PROVIDED DATA ->

================

/// Handler for POST /quote endpoint.
///
/// Packs the cart, prices each package with the fallback estimator and lets
/// the flat-rate comparator decide the final rate.
#[utoipa::path(
    post,
    path = "/quote",
    request_body = QuoteRequest,
    responses(
        (status = 200, description = "Shipment quote", body = QuoteResponse),
        (status = UNPROCESSABLE_ENTITY, description = "Invalid request", body = ErrorResponse)
    ),
    tag = "rates"
)]
async fn handle_quote(
    State(state): State<ApiState>,
    payload: Result<Json<QuoteRequest>, JsonRejection>,
) -> impl IntoResponse {
    let Json(request) = match payload {
        Ok(payload) => payload,
        Err(err) => return json_deserialize_error(err),
    };
    let QuoteRequest {
        destination,
        items: lines,
        boxes,
    } = request;

    let validated = match validate_pack_request(
        PackRequest {
            items: lines.clone(),
            boxes,
        },
        &state,
    ) {
        Ok(validated) => validated,
        Err(response) => return response,
    };

    let result = pack_items_with_config(
        validated.items,
        &validated.inventory,
        state.optimizer_config.packing_config(),
    );
    let estimator = state.rate_config.estimator();
    let calculated = quote_shipment(&result.packages, &destination, &estimator, &estimator);

    let catalog = state.flat_rate.flat_rate_boxes();
    let decision = compare_flat_rate_vs_calculated(
        calculated.total,
        &lines,
        &catalog,
        &state.rate_config.flat_rate_settings(),
    );
    info!(
        "🧾 Quote for {}: {} packages, calculated {:.2}, charged {:.2}",
        destination,
        result.package_count(),
        calculated.total,
        decision.rate
    );

    let response = QuoteResponse {
        packing: PackResponse::from_packing_result(&result),
        rate: decision.rate,
        calculated,
        flat_rate: FlatRateResponse::from(decision),
    };
    (StatusCode::OK, Json(response)).into_response()
}

/// Handler for GET /boxes: the configured box inventory.
#[utoipa::path(
    get,
    path = "/boxes",
    responses((status = 200, description = "Box inventory", body = BTreeMap<String, BoxDefinition>)),
    tag = "catalogs"
)]
async fn list_boxes(State(state): State<ApiState>) -> impl IntoResponse {
    let inventory = state.inventory.box_inventory();
    let boxes: BTreeMap<&str, &BoxDefinition> = inventory.iter().collect();
    Json(serde_json::json!(boxes))
}

/// Handler for GET /flat-rate-boxes: the configured flat-rate catalog.
#[utoipa::path(
    get,
    path = "/flat-rate-boxes",
    responses((status = 200, description = "Flat-rate catalog", body = BTreeMap<String, FlatRateBox>)),
    tag = "catalogs"
)]
async fn list_flat_rate_boxes(State(state): State<ApiState>) -> impl IntoResponse {
    let catalog = state.flat_rate.flat_rate_boxes();
    let boxes: BTreeMap<&str, &FlatRateBox> = catalog.iter().collect();
    Json(serde_json::json!(boxes))
}

async fn serve_openapi_json(State(_state): State<ApiState>) -> impl IntoResponse {
    Json(openapi_doc())
}

async fn serve_openapi_ui(State(_state): State<ApiState>) -> impl IntoResponse {
    Html(SWAGGER_UI_HTML)
}

#[cfg(test)]
mod tests {
    use super::*;
    use crate::inventory::StaticCatalogs;

    fn test_state() -> ApiState {
        crate::logging::init_test();
        let catalogs = Arc::new(StaticCatalogs::default());
        ApiState::new(
            OptimizerConfig::default(),
            RateConfig::default(),
            catalogs.clone(),
            catalogs,
        )
    }

    async fn body_json(response: Response) -> serde_json::Value {
        let bytes = axum::body::to_bytes(response.into_body(), usize::MAX)
            .await
            .expect("body should be readable");
        serde_json::from_slice(&bytes).expect("body should be JSON")
    }

    fn scenario_request() -> PackRequest {
        serde_json::from_value(json!({
            "items": [
                { "id": "A", "length": 8.0, "width": 6.0, "height": 4.0, "weight": 300.0 },
                { "id": "B", "length": 6.0, "width": 5.0, "height": 3.0, "weight": 100.0 }
            ],
            "boxes": {
                "box_small": { "length": 8.0, "width": 6.0, "height": 4.0, "max_weight": 320.0 },
                "box_medium": { "length": 12.0, "width": 10.0, "height": 8.0, "max_weight": 480.0 }
            }
        }))
        .expect("valid request")
    }

    #[test]
    fn openapi_doc_lists_expected_paths() {
        let doc = openapi_doc();
        let paths = &doc.paths.paths;
        for path in ["/pack", "/pack_stream", "/rates/flat-rate", "/quote", "/boxes"] {
            assert!(
                paths.contains_key(path),
                "OpenAPI documentation is missing the {} path",
                path
            );
        }
    }

    #[test]
    fn openapi_doc_contains_key_schemas() {
        let doc = openapi_doc();
        let components = doc
            .components
            .as_ref()
            .expect("OpenAPI documentation contains no components");
        for name in ["PackRequest", "PackResponse", "FlatRateResponse", "ErrorResponse"] {
            assert!(
                components.schemas.contains_key(name),
                "Expected schema '{}' is missing from the OpenAPI document",
                name
            );
        }
    }

    #[test]
    fn pack_request_without_boxes_uses_configured_inventory() {
        let request: PackRequest = serde_json::from_str(
            r#"{"items": [{"id": "x", "length": 1, "width": 1, "height": 1, "weight": 1}]}"#,
        )
        .expect("Should parse valid JSON");
        assert!(request.boxes.is_none());

        let state = test_state();
        let validated = request
            .into_validated(state.inventory.as_ref())
            .expect("Should validate successfully");
        assert_eq!(validated.inventory, state.inventory.box_inventory());
        assert_eq!(validated.items.len(), 1);
    }

    #[test]
    fn pack_request_rejects_empty_box_override() {
        let request: PackRequest = serde_json::from_str(
            r#"{"items": [{"id": "x", "length": 1, "width": 1, "height": 1, "weight": 1}],
                "boxes": {}}"#,
        )
        .expect("Should parse valid JSON");
        let state = test_state();
        assert!(matches!(
            request.into_validated(state.inventory.as_ref()),
            Err(PackRequestValidationError::InvalidInventory(_))
        ));
    }

    #[tokio::test]
    async fn pack_endpoint_returns_two_small_boxes_for_heavy_pair() {
        let response = handle_pack(State(test_state()), Ok(Json(scenario_request())))
            .await
            .into_response();
        assert_eq!(response.status(), StatusCode::OK);

        let body = body_json(response).await;
        assert_eq!(body["package_count"], 2);
        assert_eq!(body["packages"][0]["box_type"], "box_small");
        assert_eq!(body["packages"][1]["box_type"], "box_small");
        assert_eq!(body["packages"][0]["weight_oz"], 300.0);
        assert_eq!(body["packages"][0]["weight_lbs"], 18.75);
        assert_eq!(body["packages"][0]["utilization_percent"], 100.0);
        assert_eq!(body["packages"][1]["utilization_percent"], 46.88);
        assert_eq!(body["total_weight_oz"], 400.0);
    }

    #[tokio::test]
    async fn pack_endpoint_rejects_invalid_items() {
        let request: PackRequest = serde_json::from_value(json!({
            "items": [{ "id": "x", "length": 0.0, "width": 1.0, "height": 1.0, "weight": 1.0 }]
        }))
        .expect("valid JSON");
        let response = handle_pack(State(test_state()), Ok(Json(request)))
            .await
            .into_response();
        assert_eq!(response.status(), StatusCode::UNPROCESSABLE_ENTITY);
        let body = body_json(response).await;
        assert_eq!(body["error"], "Invalid input data");
    }

    #[tokio::test]
    async fn pack_endpoint_rejects_excessive_quantity() {
        let request: PackRequest = serde_json::from_value(json!({
            "items": [{
                "id": "bulk", "length": 1.0, "width": 1.0, "height": 1.0,
                "weight": 1.0, "quantity": u32::MAX
            }]
        }))
        .expect("valid JSON");
        let response = handle_pack(State(test_state()), Ok(Json(request)))
            .await
            .into_response();
        assert_eq!(response.status(), StatusCode::UNPROCESSABLE_ENTITY);
        let body = body_json(response).await;
        assert!(
            body["details"]
                .as_str()
                .is_some_and(|details| details.contains("quantity"))
        );
    }

    #[tokio::test]
    async fn pack_stream_emits_events_until_finished() {
        let response = handle_pack_stream(State(test_state()), Ok(Json(scenario_request())))
            .await
            .into_response();
        assert_eq!(response.status(), StatusCode::OK);
        assert_eq!(
            response
                .headers()
                .get(axum::http::header::CONTENT_TYPE)
                .and_then(|value| value.to_str().ok()),
            Some("text/event-stream")
        );

        let bytes = axum::body::to_bytes(response.into_body(), usize::MAX)
            .await
            .expect("stream should end after the last event");
        let text = String::from_utf8(bytes.to_vec()).expect("events are UTF-8");
        let events: Vec<serde_json::Value> = text
            .lines()
            .filter_map(|line| line.strip_prefix("data: "))
            .filter_map(|data| serde_json::from_str(data).ok())
            .collect();

        let types: Vec<&str> = events.iter().filter_map(|e| e["type"].as_str()).collect();
        assert_eq!(
            types,
            vec!["BoxOpened", "ItemPlaced", "BoxOpened", "ItemPlaced", "Finished"]
        );
        assert_eq!(events[4]["packages"], 2);
    }

    #[tokio::test]
    async fn flat_rate_endpoint_rejects_negative_markup() {
        let request: FlatRateRequest = serde_json::from_value(json!({
            "calculated_rate": 12.0,
            "items": [{ "id": "book", "length": 8.0, "width": 5.0, "height": 1.5, "weight": 20.0 }],
            "markup": -50.0
        }))
        .expect("valid JSON");
        let response = handle_flat_rate(State(test_state()), Ok(Json(request)))
            .await
            .into_response();
        assert_eq!(response.status(), StatusCode::UNPROCESSABLE_ENTITY);
        let body = body_json(response).await;
        assert_eq!(body["error"], "Invalid input data");
    }

    #[tokio::test]
    async fn flat_rate_endpoint_honours_request_policy() {
        let request: FlatRateRequest = serde_json::from_value(json!({
            "calculated_rate": 4.0,
            "items": [{ "id": "book", "length": 8.0, "width": 5.0, "height": 1.5, "weight": 20.0 }],
            "policy": "always"
        }))
        .expect("valid JSON");
        let response = handle_flat_rate(State(test_state()), Ok(Json(request)))
            .await
            .into_response();
        assert_eq!(response.status(), StatusCode::OK);

        let body = body_json(response).await;
        assert_eq!(body["use_flat_rate"], true);
        assert_eq!(body["reason_code"], "policy_always");
        assert_eq!(body["flat_rate_box"]["key"], "small_flat_rate_box");
    }

    #[tokio::test]
    async fn flat_rate_endpoint_rejects_negative_rate() {
        let request: FlatRateRequest = serde_json::from_value(json!({
            "calculated_rate": -1.0,
            "items": []
        }))
        .expect("valid JSON");
        let response = handle_flat_rate(State(test_state()), Ok(Json(request)))
            .await
            .into_response();
        assert_eq!(response.status(), StatusCode::UNPROCESSABLE_ENTITY);
    }

    #[tokio::test]
    async fn quote_endpoint_charges_the_cheaper_option() {
        let request: QuoteRequest = serde_json::from_value(json!({
            "destination": "90210",
            "items": [{ "id": "book", "length": 8.0, "width": 5.0, "height": 1.5, "weight": 20.0 }]
        }))
        .expect("valid JSON");
        let response = handle_quote(State(test_state()), Ok(Json(request)))
            .await
            .into_response();
        assert_eq!(response.status(), StatusCode::OK);

        let body = body_json(response).await;
        assert_eq!(body["packing"]["package_count"], 1);
        // Small box, 23 oz shipping weight bills as 2 lb: 8.00 + 2 × 1.25.
        assert_eq!(body["calculated"]["total"], 10.5);
        assert_eq!(body["flat_rate"]["use_flat_rate"], true);
        assert_eq!(body["rate"], 10.4);
    }
}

================

REQUIRED WORK -> In the listing above, find each line with the word "iter" and copy it out.

ANSWER TO THE PROBLEM ->
    let boxes: BTreeMap<&str, &BoxDefinition> = inventory.iter().collect();
    let boxes: BTreeMap<&str, &FlatRateBox> = catalog.iter().collect();
        let types: Vec<&str> = events.iter().filter_map(|e| e["type"].as_str()).collect();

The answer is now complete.